この調整は過熱の修正?それともシナリオの修正?

 実は、S&P500やNASDAQなど、他の米主要株価指数も75日移動平均線の攻防となっているため、ここで踏みとどまれるかが最大の焦点になります。図4のNYダウで見れば、直近高値を結んだラインや、25日移動平均線まで株価を戻すことができれば安心感が広がり、最近までの株価下落が、いわゆる「健全な調整」として認知され、さらに株価も戻していきやすくなると思われます。

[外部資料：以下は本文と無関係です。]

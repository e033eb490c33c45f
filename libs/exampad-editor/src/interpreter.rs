/// Key-Event Interpreter
///
/// Classifies a key event into one handled intent, in fixed priority order
/// (first match wins), then applies it to the buffer as replace-range edits.
/// Keys that match no rule resolve to [`Intent::Native`], the default
/// insertion/deletion step, so there is no implicit fall-through.
///
/// Everything here is synchronous string math with no failure modes.

use crate::buffer::{Buffer, Selection};
use crate::keys::{Key, KeyEvent};

pub const INDENT_UNIT: &str = "    ";
const INDENT_WIDTH: usize = 4;

const WRAP_OPENERS: [char; 5] = ['"', '\'', '(', '{', '['];
const CLOSERS: [char; 3] = ['}', ']', ')'];
const BLOCK_OPENERS: [char; 4] = ['{', '(', '[', ':'];

#[derive(Debug, Clone, Copy, PartialEq, Eq)]
pub enum Intent {
    Undo,
    Redo,
    WrapSelection { open: char, close: char },
    ToggleComment,
    Indent,
    Outdent,
    ExpandBraces,
    NewlineIndent,
    OutdentClose(char),
    SkipClose(char),
    AutoClose { open: char, close: char },
    /// Default text-area behavior: insert the typed character, delete, or
    /// move the caret.
    Native,
}

pub fn closing_pair(open: char) -> Option<char> {
    match open {
        '(' => Some(')'),
        '{' => Some('}'),
        '[' => Some(']'),
        '"' => Some('"'),
        '\'' => Some('\''),
        _ => None,
    }
}

pub fn classify(buffer: &Buffer, event: &KeyEvent) -> Intent {
    let selection = buffer.selection();

    // 1. undo / redo
    if event.command() {
        match event.key {
            Key::Char('z') if event.shift => return Intent::Redo,
            Key::Char('Z') => return Intent::Redo,
            Key::Char('z') => return Intent::Undo,
            Key::Char('y') | Key::Char('Y') => return Intent::Redo,
            _ => {}
        }
    }

    // 2. wrap a non-empty selection
    if let Some(c) = event.typed_char() {
        if !selection.is_caret() && WRAP_OPENERS.contains(&c) {
            if let Some(close) = closing_pair(c) {
                return Intent::WrapSelection { open: c, close };
            }
        }
    }

    // 3. line comment
    if event.command() && event.key == Key::Char('/') {
        return Intent::ToggleComment;
    }

    // 4. indentation
    if event.key == Key::Tab && !event.command() {
        return if event.shift {
            Intent::Outdent
        } else {
            Intent::Indent
        };
    }

    // 5. / 6. enter
    if event.key == Key::Enter && !event.command() {
        if selection.is_caret()
            && buffer.char_before(selection.start) == Some('{')
            && buffer.char_at(selection.start) == Some('}')
        {
            return Intent::ExpandBraces;
        }
        return Intent::NewlineIndent;
    }

    if let Some(c) = event.typed_char() {
        // 7. closing bracket
        if CLOSERS.contains(&c) && selection.is_caret() {
            let caret = selection.start;
            let line_start = buffer.line_start(caret);
            let line = buffer.slice(line_start, buffer.line_end(caret));
            let before = buffer.slice(line_start, caret);
            if line.chars().count() >= INDENT_WIDTH
                && line.chars().all(char::is_whitespace)
                && before.ends_with(INDENT_UNIT)
            {
                return Intent::OutdentClose(c);
            }
            if buffer.char_at(caret) == Some(c) {
                return Intent::SkipClose(c);
            }
        }

        // 8. opening bracket or quote
        if selection.is_caret() {
            if let Some(close) = closing_pair(c) {
                return Intent::AutoClose { open: c, close };
            }
        }
    }

    Intent::Native
}

/// Apply a non-history intent. Undo/redo are owned by the editor and are a
/// no-op here.
pub fn apply(buffer: &mut Buffer, intent: Intent, event: &KeyEvent, comment_marker: &str) {
    match intent {
        Intent::Undo | Intent::Redo => {}
        Intent::WrapSelection { open, close } => wrap_selection(buffer, open, close),
        Intent::ToggleComment => toggle_comment(buffer, comment_marker),
        Intent::Indent => indent(buffer),
        Intent::Outdent => outdent(buffer),
        Intent::ExpandBraces => expand_braces(buffer),
        Intent::NewlineIndent => newline_indent(buffer),
        Intent::OutdentClose(c) => outdent_close(buffer, c),
        Intent::SkipClose(_) => {
            let caret = buffer.selection().start;
            buffer.set_caret(caret + 1);
        }
        Intent::AutoClose { open, close } => {
            let caret = buffer.replace_selection(&format!("{open}{close}"));
            buffer.set_caret(caret - 1);
        }
        Intent::Native => native(buffer, event),
    }
}

fn leading_whitespace(line: &str) -> &str {
    &line[..line.len() - line.trim_start().len()]
}

fn wrap_selection(buffer: &mut Buffer, open: char, close: char) {
    let Selection { start, end } = buffer.selection();
    let wrapped = format!("{open}{}{close}", buffer.selected_text());
    buffer.replace_range(start, end, &wrapped);
    buffer.set_selection(Selection::new(start + 1, end + 1));
}

/// Comment or uncomment every line touched by the selection.
///
/// The region counts as commented when all non-blank lines start with the
/// marker after their indentation; blank lines are never commented.
pub fn toggle_comment(buffer: &mut Buffer, marker: &str) {
    let selection = buffer.selection();
    let region_start = buffer.line_start(selection.start);
    let region_end = buffer.line_end(selection.end);
    let region = buffer.slice(region_start, region_end).to_string();
    let lines: Vec<&str> = region.split('\n').collect();

    let all_commented = lines
        .iter()
        .filter(|line| !line.trim().is_empty())
        .all(|line| line.trim_start().starts_with(marker));

    let toggled: Vec<String> = lines
        .iter()
        .map(|line| {
            if all_commented {
                uncomment_line(line, marker)
            } else {
                comment_line(line, marker)
            }
        })
        .collect();

    let end = buffer.replace_range(region_start, region_end, &toggled.join("\n"));
    buffer.set_selection(Selection::new(region_start, end));
}

fn comment_line(line: &str, marker: &str) -> String {
    if line.trim().is_empty() {
        return line.to_string();
    }
    let indent = leading_whitespace(line);
    format!("{indent}{marker} {}", &line[indent.len()..])
}

fn uncomment_line(line: &str, marker: &str) -> String {
    let indent = leading_whitespace(line);
    match line[indent.len()..].strip_prefix(marker) {
        Some(rest) => format!("{indent}{}", rest.strip_prefix(' ').unwrap_or(rest)),
        None => line.to_string(),
    }
}

/// Prepend one indent unit to every line spanned by the selection.
pub fn indent(buffer: &mut Buffer) {
    let selection = buffer.selection();
    let first = buffer.line_start(selection.start);
    let last_end = buffer.line_end(selection.end);
    let region = buffer.slice(first, last_end).to_string();

    let lines: Vec<String> = region.split('\n').map(|l| format!("{INDENT_UNIT}{l}")).collect();
    let inserted = lines.len() * INDENT_WIDTH;
    buffer.replace_range(first, last_end, &lines.join("\n"));

    // A caret at column 0 stays put while its end moves, selecting the new indent
    let start = if selection.start > first {
        selection.start + INDENT_WIDTH
    } else {
        selection.start
    };
    buffer.set_selection(Selection::new(start, selection.end + inserted));
}

fn outdent_width(line: &str) -> usize {
    if line.starts_with(INDENT_UNIT) {
        INDENT_WIDTH
    } else if line.starts_with("  ") {
        2
    } else if line.starts_with(' ') {
        1
    } else {
        0
    }
}

/// Remove up to one indent unit from every line spanned by the selection.
pub fn outdent(buffer: &mut Buffer) {
    let selection = buffer.selection();
    let first = buffer.line_start(selection.start);
    let last_end = buffer.line_end(selection.end);
    let region = buffer.slice(first, last_end).to_string();

    let mut removed = Vec::new();
    let lines: Vec<&str> = region
        .split('\n')
        .map(|line| {
            let width = outdent_width(line);
            removed.push(width);
            &line[width..]
        })
        .collect();

    if removed.iter().all(|&w| w == 0) {
        return;
    }
    buffer.replace_range(first, last_end, &lines.join("\n"));

    // Shift an offset by everything removed before it, without letting it
    // cross back over its own line start.
    let translate = |pos: usize| -> usize {
        let mut line_start = first;
        let mut shift = 0;
        for (line, width) in region.split('\n').zip(&removed) {
            let len = line.chars().count();
            if pos <= line_start + len {
                let column = pos - line_start;
                return pos - shift - column.min(*width);
            }
            shift += width;
            line_start += len + 1;
        }
        pos - shift
    };

    buffer.set_selection(Selection::new(translate(selection.start), translate(selection.end)));
}

fn expand_braces(buffer: &mut Buffer) {
    let caret = buffer.selection().start;
    let line_start = buffer.line_start(caret);
    let indent = leading_whitespace(buffer.slice(line_start, caret)).to_string();

    buffer.replace_range(caret, caret, &format!("\n{indent}{INDENT_UNIT}\n{indent}"));
    buffer.set_caret(caret + 1 + indent.chars().count() + INDENT_WIDTH);
}

fn newline_indent(buffer: &mut Buffer) {
    let selection = buffer.selection();
    let line_start = buffer.line_start(selection.start);
    let before = buffer.slice(line_start, selection.start);

    let mut indent = leading_whitespace(before).to_string();
    if before.trim_end().ends_with(BLOCK_OPENERS) {
        indent.push_str(INDENT_UNIT);
    }
    buffer.replace_selection(&format!("\n{indent}"));
}

fn outdent_close(buffer: &mut Buffer, close: char) {
    let caret = buffer.selection().start;
    buffer.replace_range(caret - INDENT_WIDTH, caret, &close.to_string());
}

fn native(buffer: &mut Buffer, event: &KeyEvent) {
    let selection = buffer.selection();
    match event.key {
        Key::Char(c) if !event.command() => {
            buffer.replace_selection(&c.to_string());
        }
        Key::Backspace => {
            if !selection.is_caret() {
                buffer.replace_selection("");
            } else if selection.start > 0 {
                buffer.replace_range(selection.start - 1, selection.start, "");
            }
        }
        Key::Delete => {
            if !selection.is_caret() {
                buffer.replace_selection("");
            } else {
                buffer.replace_range(selection.start, selection.start + 1, "");
            }
        }
        Key::Left => {
            if selection.is_caret() {
                buffer.set_caret(selection.start.saturating_sub(1));
            } else {
                buffer.set_caret(selection.start);
            }
        }
        Key::Right => {
            if selection.is_caret() {
                buffer.set_caret(selection.end + 1);
            } else {
                buffer.set_caret(selection.end);
            }
        }
        _ => {}
    }
}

 もっとも、相場における調整とは、「行き過ぎた株価を修正する動き」ですので、わざわざ「健全」という言葉をつけなくても、調整自体が健全な相場局面です。いきなり屁理屈をこねてしまいましたが、ここで言いたかったのは、今回の「調整」について整理する必要があるからです。

 現時点で認知されている調整は、「過熱感の修正」です。特にNASDAQの下げがキツかったのも、「8月以降のFANG銘柄をはじめとする銘柄の株価上昇が急ピッチだったから」というリクツです。過熱感の修正であれば、値幅的にも日柄的にも75日移動平均線あたりで株価が下げ止まりそうというわけです。

 しかし、足元の調整が「今描かれているシナリオの修正」まで発展すれば、株価はもう一段下落する、もしくはもみ合いが長引く可能性が出てきます。

 直近の米株下落の要因として、(1)新型コロナウイルス感染者の再拡大懸念や、(2)米追加経済政策の成立が遅れていること、(3)大手金融機関をめぐるマネーロンダリング疑惑が報じられたこと、(4)本格的な米大統領選挙戦を前に利益確定売りが出たこと、(5)米中対立の不透明感などが挙げられますが、(3)以外の項目については特に目新しいものではありません。

 想定の範囲内であれば、市場は材料の織り込みや切り替えが比較的早くなるはずですが、今のところは株価の本格回復のきっかけがつかめていない状況です。